(Directions for this task): The records below are made of lines; count those holding the word "Option" and give the number only.

(Stored items)
#[cfg(test)]
mod tests {
    use super::*;
    use chrono::TimeZone;

    const TAU: i64 = 7 * 24 * 3600;

    fn now() -> DateTime<Utc> {
        Utc.with_ymd_and_hms(2026, 3, 1, 12, 0, 0).unwrap()
    }

    fn trie_with(phrases: &[(&str, u64)]) -> Trie {
        let mut trie = Trie::new(10, TAU);
        for &(p, c) in phrases {
            trie.insert(p, c, now(), now()).unwrap();
        }
        trie
    }

    fn no_filter(_: &str) -> bool {
        false
    }

    #[test]
    fn lookup_returns_ordered_candidates() {
        let trie = trie_with(&[("rust", 100), ("ruby", 50), ("rails", 10)]);
        let hits = trie.lookup("ru", 10, &no_filter).unwrap();
        let phrases: Vec<&str> = hits.iter().map(|c| c.phrase.as_str()).collect();
        assert_eq!(phrases, vec!["rust", "ruby"]);
        assert_eq!(hits[0].count, 100);
    }

    #[test]
    fn missing_prefix_is_empty() {
        let trie = trie_with(&[("rust", 100)]);
        assert!(trie.lookup("python", 10, &no_filter).unwrap().is_empty());
    }

    #[test]
    fn limit_is_clamped_to_k() {
        let mut trie = Trie::new(3, TAU);
        for (i, p) in ["aa", "ab", "ac", "ad", "ae"].iter().enumerate() {
            trie.insert(p, (10 - i) as u64, now(), now()).unwrap();
        }
        let hits = trie.lookup("a", 100, &no_filter).unwrap();
        assert_eq!(hits.len(), 3);
    }

    #[test]
    fn excluded_phrases_are_dropped() {
        let trie = trie_with(&[("rust", 100), ("ruby", 50)]);
        let hits = trie
            .lookup("ru", 10, &|p| p == "rust")
            .unwrap();
        assert_eq!(hits.len(), 1);
        assert_eq!(hits[0].phrase, "ruby");
    }

    #[test]
    fn equal_scores_break_ties_by_length_then_codepoint() {
        let trie = trie_with(&[("weather radar", 10), ("weather", 10), ("weather forecast", 10)]);
        let hits = trie.lookup("weather", 10, &no_filter).unwrap();
        let phrases: Vec<&str> = hits.iter().map(|c| c.phrase.as_str()).collect();
        assert_eq!(phrases, vec!["weather", "weather forecast", "weather radar"]);
    }

    #[test]
    fn increment_creates_and_accumulates() {
        let mut trie = Trie::new(10, TAU);
        trie.increment("go", 2, now()).unwrap();
        trie.increment("go", 3, now()).unwrap();
        let hits = trie.lookup("g", 10, &no_filter).unwrap();
        assert_eq!(hits[0].count, 5);
        assert_eq!(trie.max_count(), 5);
        assert_eq!(trie.phrase_count(), 1);
    }

    #[test]
    fn increment_reports_changed_prefix_chain() {
        let mut trie = trie_with(&[("java", 10)]);
        let touched = trie.increment("java", 1, now()).unwrap();
        // Every prefix of "java" re-merges to a different count.
        assert_eq!(touched, vec!["", "j", "ja", "jav", "java"]);
    }

    #[test]
    fn increment_of_outranked_phrase_leaves_upper_topk_untouched() {
        let mut trie = Trie::new(1, TAU);
        trie.insert("ab", 100, now(), now()).unwrap();
        trie.insert("ac", 1, now(), now()).unwrap();
        // "ac" stays below "ab" everywhere above its own terminal.
        let touched = trie.increment("ac", 1, now()).unwrap();
        assert_eq!(touched, vec!["ac"]);
    }

    #[test]
    fn remove_restores_prior_state() {
        let mut trie = trie_with(&[("car", 5)]);
        let before = trie.stats();

        trie.insert("cart", 7, now(), now()).unwrap();
        assert_eq!(trie.phrase_count(), 2);
        trie.remove("cart", now()).unwrap();

        assert_eq!(trie.stats(), before);
        let hits = trie.lookup("car", 10, &no_filter).unwrap();
        assert_eq!(hits.len(), 1);
        assert_eq!(hits[0].phrase, "car");
        trie.check_invariants(now()).unwrap();
    }

    #[test]
    fn remove_unknown_phrase_is_not_found() {
        let mut trie = trie_with(&[("car", 5)]);
        let err = trie.remove("cart", now()).unwrap_err();
        assert_eq!(err.kind, ErrorKind::NotFound);
        let err = trie.remove("ca", now()).unwrap_err();
        assert_eq!(err.kind, ErrorKind::NotFound);
    }

    #[test]
    fn removing_mid_phrase_keeps_longer_phrases_reachable() {
        let mut trie = trie_with(&[("car", 5), ("cart", 7)]);
        trie.remove("car", now()).unwrap();
        let hits = trie.lookup("car", 10, &no_filter).unwrap();
        assert_eq!(hits.len(), 1);
        assert_eq!(hits[0].phrase, "cart");
        trie.check_invariants(now()).unwrap();
    }

    #[test]
    fn invariants_hold_after_mixed_mutations() {
        let mut trie = Trie::new(3, TAU);
        let phrases = [
            "weather", "weather radar", "weather forecast", "web", "webassembly",
            "rust", "rust async", "rustup", "ruby", "ruby on rails",
        ];
        for (i, p) in phrases.iter().enumerate() {
            trie.insert(p, (i as u64 + 1) * 3, now(), now()).unwrap();
        }
        trie.increment("web", 50, now()).unwrap();
        trie.increment("weather radar", 2, now()).unwrap();
        trie.remove("rust async", now()).unwrap();
        trie.remove("ruby", now()).unwrap();
        trie.check_invariants(now()).unwrap();

        let (phrase_count, _, _) = trie.stats();
        assert_eq!(phrase_count, 8);
    }

    #[test]
    fn recency_decay_demotes_stale_phrases() {
        let mut trie = Trie::new(10, TAU);
        let old = now() - chrono::Duration::days(60);
        trie.insert("stale", 1000, old, now()).unwrap();
        trie.insert("fresh", 200, now(), now()).unwrap();
        let hits = trie.lookup("", 10, &no_filter).unwrap();
        assert_eq!(hits[0].phrase, "fresh");
    }

    #[test]
    fn stats_reports_reachable_structure() {
        let trie = trie_with(&[("ab", 1), ("ac", 1)]);
        let (phrases, nodes, depth) = trie.stats();
        assert_eq!(phrases, 2);
        // root, "a", "ab", "ac"
        assert_eq!(nodes, 4);
        assert_eq!(depth, 2);
    }
}
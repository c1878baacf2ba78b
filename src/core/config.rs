use serde::{Deserialize, Serialize};

/// Scoring weights for the five ranking components. Must sum to ~1.0 for
/// scores to stay in [0, 1], but nothing enforces it.
#[derive(Debug, Clone, Copy, Serialize, Deserialize)]
pub struct Weights {
    pub popularity: f64,
    pub recency: f64,
    pub personal: f64,
    pub trending: f64,
    pub match_quality: f64,
}

impl Default for Weights {
    fn default() -> Self {
        Weights {
            popularity: 0.35,
            recency: 0.15,
            personal: 0.20,
            trending: 0.20,
            match_quality: 0.10,
        }
    }
}

#[derive(Debug, Clone, Serialize, Deserialize)]
pub struct Config {
    /// Per-node top-K cache size. Memory vs. hit quality.
    pub top_k: usize,
    /// Maximum phrase length in code points; longer input is rejected.
    pub max_phrase_len: usize,

    /// Suggestion cache TTL in seconds. Freshness vs. load.
    pub suggestion_ttl_s: u64,
    /// Number of personalization buckets in the suggestion cache key.
    pub user_buckets: u64,

    /// Flush when this many events are buffered.
    pub flush_threshold: usize,
    /// Flush at least this often, in milliseconds.
    pub flush_interval_ms: u64,
    /// Maximum events drained per flush.
    pub batch_size: usize,
    /// Ingestion buffer capacity; overflow drops the oldest event.
    pub buffer_capacity: usize,
    /// Retries for a failing flush batch before dead-lettering it.
    pub flush_max_retries: u32,

    /// Trending window in minutes; older entries are evicted.
    pub trending_window_min: i64,
    /// Trending decay time constant in minutes.
    pub trending_tau_min: i64,

    /// Recency decay time constant in days (static score and ranker).
    pub recency_tau_days: i64,

    /// Personal history entries kept per user.
    pub history_cap: usize,
    /// Personal history TTL in days.
    pub history_ttl_days: i64,

    /// Node budget for fuzzy exploration.
    pub fuzzy_budget: usize,
    /// Maximum edit distance in fuzzy mode.
    pub fuzzy_max_edits: u8,

    /// Page size used when bootstrapping / rebuilding from persistence.
    pub load_batch: usize,

    /// Suggested size for an embedder's query handler pool.
    pub query_parallelism: usize,

    pub weights: Weights,
}

impl Default for Config {
    fn default() -> Self {
        Config {
            top_k: 10,
            max_phrase_len: 80,
            suggestion_ttl_s: 60,
            user_buckets: 64,
            flush_threshold: 100,
            flush_interval_ms: 5000,
            batch_size: 500,
            buffer_capacity: 10_000,
            flush_max_retries: 3,
            trending_window_min: 60,
            trending_tau_min: 10,
            recency_tau_days: 7,
            history_cap: 50,
            history_ttl_days: 30,
            fuzzy_budget: 50,
            fuzzy_max_edits: 1,
            load_batch: 1000,
            query_parallelism: num_cpus::get(),
            weights: Weights::default(),
        }
    }
}

impl Config {
    /// High-water mark above which the flusher halves its interval.
    pub fn high_water(&self) -> usize {
        self.buffer_capacity / 2
    }
}
use chrono::{DateTime, Utc};
use serde::{Deserialize, Serialize};
use std::time::{Duration, Instant};

use crate::core::error::{Error, Result};

/// One stored phrase. The normalized phrase is the primary key; there is no
/// separate id.
#[derive(Debug, Clone, PartialEq, Serialize, Deserialize)]
pub struct PhraseRecord {
    pub phrase: String,
    pub count: u64,
    pub last_updated: DateTime<Utc>,
    pub filtered: bool,
}

impl PhraseRecord {
    pub fn new(phrase: String, count: u64, last_updated: DateTime<Utc>) -> Self {
        PhraseRecord {
            phrase,
            count,
            last_updated,
            filtered: false,
        }
    }
}

/// A raw search event waiting in the ingestion buffer. The phrase is already
/// normalized when the event is enqueued.
#[derive(Debug, Clone, Serialize, Deserialize)]
pub struct SearchEvent {
    pub phrase: String,
    pub user_id: Option<String>,
    pub session_id: Option<String>,
    pub timestamp: DateTime<Utc>,
}

/// Candidate pulled from the prefix index before dynamic ranking.
#[derive(Debug, Clone)]
pub struct Candidate {
    pub phrase: String,
    pub count: u64,
    pub last_updated: DateTime<Utc>,
    pub is_fuzzy: bool,
    /// Edit distance for fuzzy candidates, 0 for exact prefix hits.
    pub distance: u8,
}

/// Per-component breakdown of a suggestion's score, each in [0, 1].
#[derive(Debug, Clone, Copy, PartialEq, Serialize, Deserialize)]
pub struct ScoreComponents {
    pub popularity: f64,
    pub recency: f64,
    pub personal: f64,
    pub trending: f64,
    #[serde(rename = "match")]
    pub match_quality: f64,
}

/// One ranked completion.
#[derive(Debug, Clone, Serialize, Deserialize)]
pub struct Suggestion {
    pub phrase: String,
    pub count: u64,
    pub score: f64,
    pub components: ScoreComponents,
    pub is_fuzzy: bool,
    #[serde(skip_serializing_if = "Option::is_none")]
    pub distance: Option<u8>,
}

#[derive(Debug, Clone)]
pub struct SuggestRequest {
    pub prefix: String,
    pub limit: usize,
    pub user_id: Option<String>,
    pub fuzzy: bool,
}

impl SuggestRequest {
    pub fn new(prefix: impl Into<String>, limit: usize) -> Self {
        SuggestRequest {
            prefix: prefix.into(),
            limit,
            user_id: None,
            fuzzy: false,
        }
    }

    pub fn with_user(mut self, user_id: impl Into<String>) -> Self {
        self.user_id = Some(user_id.into());
        self
    }

    pub fn with_fuzzy(mut self) -> Self {
        self.fuzzy = true;
        self
    }
}

#[derive(Debug, Clone, Serialize, Deserialize)]
pub struct SuggestResponse {
    pub suggestions: Vec<Suggestion>,
    pub meta: ResponseMeta,
}

#[derive(Debug, Clone, Serialize, Deserialize)]
pub struct ResponseMeta {
    pub response_time_ms: u64,
    pub cached: bool,
}

#[derive(Debug, Clone, PartialEq, Serialize, Deserialize)]
pub struct TrendingPhrase {
    pub phrase: String,
    pub score: f64,
}

/// One entry in a user's recent-search history, most recent first.
#[derive(Debug, Clone, PartialEq, Serialize, Deserialize)]
pub struct HistoryEntry {
    pub phrase: String,
    pub count: u32,
    pub last_seen: DateTime<Utc>,
}

/// Deadline carried by external calls. Checked at every suspension point;
/// an expired deadline unwinds with `Cancelled` and no partial results.
#[derive(Debug, Clone, Copy)]
pub struct Deadline {
    expires_at: Option<Instant>,
}

impl Deadline {
    pub fn none() -> Self {
        Deadline { expires_at: None }
    }

    pub fn after(timeout: Duration) -> Self {
        Deadline {
            expires_at: Some(Instant::now() + timeout),
        }
    }

    pub fn expired(&self) -> bool {
        match self.expires_at {
            Some(at) => Instant::now() >= at,
            None => false,
        }
    }

    pub fn check(&self, op: &str) -> Result<()> {
        if self.expired() {
            Err(Error::cancelled(format!("deadline expired during {}", op)))
        } else {
            Ok(())
        }
    }
}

(Output of the exercise): 6